Luka Radojević

Personal information
- Date of birth: 2 September 2006 (age 19)
- Place of birth: London, England
- Height: 1.86 m (6 ft 1 in)
- Position: Midfielder

Team information
- Current team: OFK Beograd
- Number: 39

Youth career
- Chelsea
- Brentford
- 0000–2025: QPR
- 2025–: OFK Beograd

Senior career*
- Years: Team / Apps / (Gls)
- 2025–: OFK Beograd / 0 / (0)

International career
- 2021: Montenegro U15

= Luka Radojević =

Montenegrin footballer (born 2006)

Luka Radojević (born 2 September 2006) is a professional footballer who plays as a midfielder for OFK Beograd. Born in England, he is a Montenegro youth international.

==Early life==
Radojević was born on 2 September 2006 in London, England.
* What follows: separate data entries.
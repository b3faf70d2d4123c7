//! Footer content (singleton, text only)

use crate::api::{FormData, ToFormData};
use crate::page::Column;
use crate::resource::{Resource, ResourceKind};
use crate::validation::PHONE_RE;
use chrono::{DateTime, Utc};
use serde::{Deserialize, Serialize};
use uuid::Uuid;
use validator::Validate;

#[derive(Debug, Clone, PartialEq, Serialize, Deserialize)]
#[serde(rename_all = "camelCase")]
pub struct Footer {
    pub id: Uuid,
    pub company_name: String,
    pub description: Option<String>,
    pub email: Option<String>,
    pub phone: Option<String>,
    pub address: Option<String>,
    pub copyright: Option<String>,
    pub facebook: Option<String>,
    pub instagram: Option<String>,
    pub linkedin: Option<String>,
    pub twitter: Option<String>,
    pub created_at: DateTime<Utc>,
    pub updated_at: DateTime<Utc>,
}

#[derive(Debug, Clone, Default, Validate)]
pub struct CreateFooter {
    #[validate(
        required(message = "Company name is required"),
        length(min = 2, max = 100, message = "Company name must be between 2 and 100 characters")
    )]
    pub company_name: Option<String>,

    #[validate(length(max = 500, message = "Description must be at most 500 characters"))]
    pub description: Option<String>,

    #[validate(email(message = "Email must be a valid address"))]
    pub email: Option<String>,

    #[validate(regex(path = *PHONE_RE, message = "Phone number is invalid"))]
    pub phone: Option<String>,

    #[validate(length(max = 300, message = "Address must be at most 300 characters"))]
    pub address: Option<String>,

    #[validate(length(max = 200, message = "Copyright must be at most 200 characters"))]
    pub copyright: Option<String>,

    #[validate(url(message = "Facebook link must be a valid URL"))]
    pub facebook: Option<String>,

    #[validate(url(message = "Instagram link must be a valid URL"))]
    pub instagram: Option<String>,

    #[validate(url(message = "LinkedIn link must be a valid URL"))]
    pub linkedin: Option<String>,

    #[validate(url(message = "Twitter link must be a valid URL"))]
    pub twitter: Option<String>,
}

#[derive(Debug, Clone, Default, Validate, Serialize, Deserialize)]
#[serde(rename_all = "camelCase", default)]
pub struct UpdateFooter {
    #[validate(length(min = 2, max = 100, message = "Company name must be between 2 and 100 characters"))]
    pub company_name: Option<String>,

    #[validate(length(max = 500, message = "Description must be at most 500 characters"))]
    pub description: Option<String>,

    #[validate(email(message = "Email must be a valid address"))]
    pub email: Option<String>,

    #[validate(regex(path = *PHONE_RE, message = "Phone number is invalid"))]
    pub phone: Option<String>,

    #[validate(length(max = 300, message = "Address must be at most 300 characters"))]
    pub address: Option<String>,

    #[validate(length(max = 200, message = "Copyright must be at most 200 characters"))]
    pub copyright: Option<String>,

    #[validate(url(message = "Facebook link must be a valid URL"))]
    pub facebook: Option<String>,

    #[validate(url(message = "Instagram link must be a valid URL"))]
    pub instagram: Option<String>,

    #[validate(url(message = "LinkedIn link must be a valid URL"))]
    pub linkedin: Option<String>,

    #[validate(url(message = "Twitter link must be a valid URL"))]
    pub twitter: Option<String>,
}

impl From<UpdateFooter> for CreateFooter {
    fn from(draft: UpdateFooter) -> Self {
        Self {
            company_name: draft.company_name,
            description: draft.description,
            email: draft.email,
            phone: draft.phone,
            address: draft.address,
            copyright: draft.copyright,
            facebook: draft.facebook,
            instagram: draft.instagram,
            linkedin: draft.linkedin,
            twitter: draft.twitter,
        }
    }
}

macro_rules! footer_form {
    ($form:expr) => {
        FormData::new()
            .opt_text("companyName", $form.company_name.as_deref())
            .opt_text("description", $form.description.as_deref())
            .opt_text("email", $form.email.as_deref())
            .opt_text("phone", $form.phone.as_deref())
            .opt_text("address", $form.address.as_deref())
            .opt_text("copyright", $form.copyright.as_deref())
            .opt_text("facebook", $form.facebook.as_deref())
            .opt_text("instagram", $form.instagram.as_deref())
            .opt_text("linkedin", $form.linkedin.as_deref())
            .opt_text("twitter", $form.twitter.as_deref())
    };
}

impl ToFormData for CreateFooter {
    fn to_form_data(&self) -> FormData {
        footer_form!(self)
    }
}

impl ToFormData for UpdateFooter {
    fn to_form_data(&self) -> FormData {
        footer_form!(self)
    }
}

pub struct FooterResource;

impl Resource for FooterResource {
    const NAME: &'static str = "footer";
    const LABEL: &'static str = "Footer";
    const PATH: &'static str = "/footer";
    const KIND: ResourceKind = ResourceKind::Singleton;

    type Record = Footer;
    type Create = CreateFooter;
    type Update = UpdateFooter;

    fn id(record: &Footer) -> Uuid {
        record.id
    }

    fn display_name(record: &Footer) -> String {
        record.company_name.clone()
    }

    fn edit_draft(record: &Footer) -> UpdateFooter {
        UpdateFooter {
            company_name: Some(record.company_name.clone()),
            description: record.description.clone(),
            email: record.email.clone(),
            phone: record.phone.clone(),
            address: record.address.clone(),
            copyright: record.copyright.clone(),
            facebook: record.facebook.clone(),
            instagram: record.instagram.clone(),
            linkedin: record.linkedin.clone(),
            twitter: record.twitter.clone(),
        }
    }

    fn columns() -> Vec<Column<Footer>> {
        vec![
            Column::new("Company", |f: &Footer| f.company_name.clone()),
            Column::new("Email", |f: &Footer| f.email.clone().unwrap_or_default()),
            Column::new("Phone", |f: &Footer| f.phone.clone().unwrap_or_default()),
        ]
    }
}
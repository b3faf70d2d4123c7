//! Services offered, shown as an ordered grid of cards

use crate::api::{FormData, ToFormData};
use crate::models::Upload;
use crate::page::Column;
use crate::resource::{status_label, truncate, Capabilities, Resource};
use crate::validation::validate_image;
use chrono::{DateTime, Utc};
use serde::{Deserialize, Serialize};
use uuid::Uuid;
use validator::Validate;

#[derive(Debug, Clone, PartialEq, Serialize, Deserialize)]
#[serde(rename_all = "camelCase")]
pub struct Service {
    pub id: Uuid,
    pub title: String,
    pub description: String,
    pub icon: String,
    #[serde(default)]
    pub order: u32,
    pub is_active: bool,
    pub created_at: DateTime<Utc>,
    pub updated_at: DateTime<Utc>,
}

#[derive(Debug, Clone, Default, Validate)]
pub struct CreateService {
    #[validate(
        required(message = "Title is required"),
        length(min = 3, max = 100, message = "Title must be between 3 and 100 characters")
    )]
    pub title: Option<String>,

    #[validate(
        required(message = "Description is required"),
        length(min = 10, max = 1000, message = "Description must be between 10 and 1000 characters")
    )]
    pub description: Option<String>,

    #[validate(required(message = "Icon is required"), custom(function = "validate_image"))]
    pub icon: Option<Upload>,

    pub is_active: Option<bool>,
}

#[derive(Debug, Clone, Default, Validate, Serialize, Deserialize)]
#[serde(rename_all = "camelCase", default)]
pub struct UpdateService {
    #[validate(length(min = 3, max = 100, message = "Title must be between 3 and 100 characters"))]
    pub title: Option<String>,

    #[validate(length(min = 10, max = 1000, message = "Description must be between 10 and 1000 characters"))]
    pub description: Option<String>,

    #[serde(skip)]
    #[validate(custom(function = "validate_image"))]
    pub icon: Option<Upload>,

    pub is_active: Option<bool>,
}

impl From<UpdateService> for CreateService {
    fn from(draft: UpdateService) -> Self {
        Self {
            title: draft.title,
            description: draft.description,
            icon: draft.icon,
            is_active: draft.is_active,
        }
    }
}

impl ToFormData for CreateService {
    fn to_form_data(&self) -> FormData {
        FormData::new()
            .opt_text("title", self.title.as_deref())
            .opt_text("description", self.description.as_deref())
            .opt_bool("isActive", self.is_active)
            .opt_file("icon", self.icon.as_ref())
    }
}

impl ToFormData for UpdateService {
    fn to_form_data(&self) -> FormData {
        FormData::new()
            .opt_text("title", self.title.as_deref())
            .opt_text("description", self.description.as_deref())
            .opt_bool("isActive", self.is_active)
            .opt_file("icon", self.icon.as_ref())
    }
}

pub struct ServiceResource;

impl Resource for ServiceResource {
    const NAME: &'static str = "services";
    const LABEL: &'static str = "Service";
    const PATH: &'static str = "/services";
    const CAPABILITIES: Capabilities = Capabilities::NONE.toggle().delete().reorder();
    const FILE_FIELDS: &'static [&'static str] = &["icon"];

    type Record = Service;
    type Create = CreateService;
    type Update = UpdateService;

    fn id(record: &Service) -> Uuid {
        record.id
    }

    fn display_name(record: &Service) -> String {
        record.title.clone()
    }

    fn is_active(record: &Service) -> Option<bool> {
        Some(record.is_active)
    }

    fn edit_draft(record: &Service) -> UpdateService {
        UpdateService {
            title: Some(record.title.clone()),
            description: Some(record.description.clone()),
            icon: None,
            is_active: Some(record.is_active),
        }
    }

    fn remote_file(record: &Service, field: &str) -> Option<String> {
        (field == "icon").then(|| record.icon.clone())
    }

    fn set_file(draft: &mut UpdateService, field: &str, file: Option<Upload>) -> bool {
        if field != "icon" {
            return false;
        }
        draft.icon = file;
        true
    }

    fn columns() -> Vec<Column<Service>> {
        vec![
            Column::new("#", |s: &Service| s.order.to_string()),
            Column::new("Title", |s: &Service| truncate(&s.title, 40)),
            Column::new("Description", |s: &Service| truncate(&s.description, 50)),
            Column::new("Status", |s: &Service| status_label(s.is_active)),
        ]
    }
}
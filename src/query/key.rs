//! Query keys

use crate::models::PageRequest;
use std::fmt;

/// Ordered key segments; invalidation matches by prefix.
#[derive(Debug, Clone, PartialEq, Eq, Hash, PartialOrd, Ord)]
pub struct QueryKey(Vec<String>);

impl QueryKey {
    pub fn new(root: impl Into<String>) -> Self {
        Self(vec![root.into()])
    }

    /// Append a segment.
    pub fn with(mut self, segment: impl ToString) -> Self {
        self.0.push(segment.to_string());
        self
    }

    pub fn segments(&self) -> &[String] {
        &self.0
    }

    pub fn root(&self) -> &str {
        self.0.first().map(String::as_str).unwrap_or_default()
    }

    pub fn starts_with(&self, prefix: &QueryKey) -> bool {
        self.0.starts_with(&prefix.0)
    }
}

impl fmt::Display for QueryKey {
    fn fmt(&self, f: &mut fmt::Formatter<'_>) -> fmt::Result {
        write!(f, "[{}]", self.0.join(", "))
    }
}

/// Key factories shared by every resource
pub mod keys {
    use super::*;
    use crate::resource::Resource;
    use uuid::Uuid;

    /// Root key; invalidating it covers every query of the resource.
    pub fn all<R: Resource>() -> QueryKey {
        QueryKey::new(R::NAME)
    }

    pub fn list<R: Resource>() -> QueryKey {
        all::<R>().with("list")
    }

    pub fn admin<R: Resource>(page: Option<PageRequest>) -> QueryKey {
        let key = all::<R>().with("admin");
        match page {
            Some(p) => key.with(p.page).with(p.limit),
            None => key,
        }
    }

    pub fn detail<R: Resource>(id: Uuid) -> QueryKey {
        all::<R>().with("detail").with(id)
    }

    pub fn current<R: Resource>() -> QueryKey {
        all::<R>().with("current")
    }
}
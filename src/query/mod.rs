//! Query cache
//!
//! `QueryClient` holds fetched data by key and is passed explicitly to every
//! component that reads or invalidates it. `Query` is the per-view observer
//! tracking status, data and error of its latest fetch.

pub mod client;
pub mod key;
pub mod observer;

pub use client::{QueryClient, QueryEvent};
pub use key::{keys, QueryKey};
pub use observer::{Query, QueryStatus};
Born to a Brazilian mother and a Montenegrin father, he is the younger brother of English writer Monika Radojevic.

==Club career==
As a youth player, Radojević joined the youth academy of English Premier League side Chelsea at the age of six. Following his stint there, he joined the youth academy of English side Brentford.

Subsequently, he joined the youth academy of English side QPR. During the autumn of 2025, he joined the youth academy of Serbian side OFK Beograd.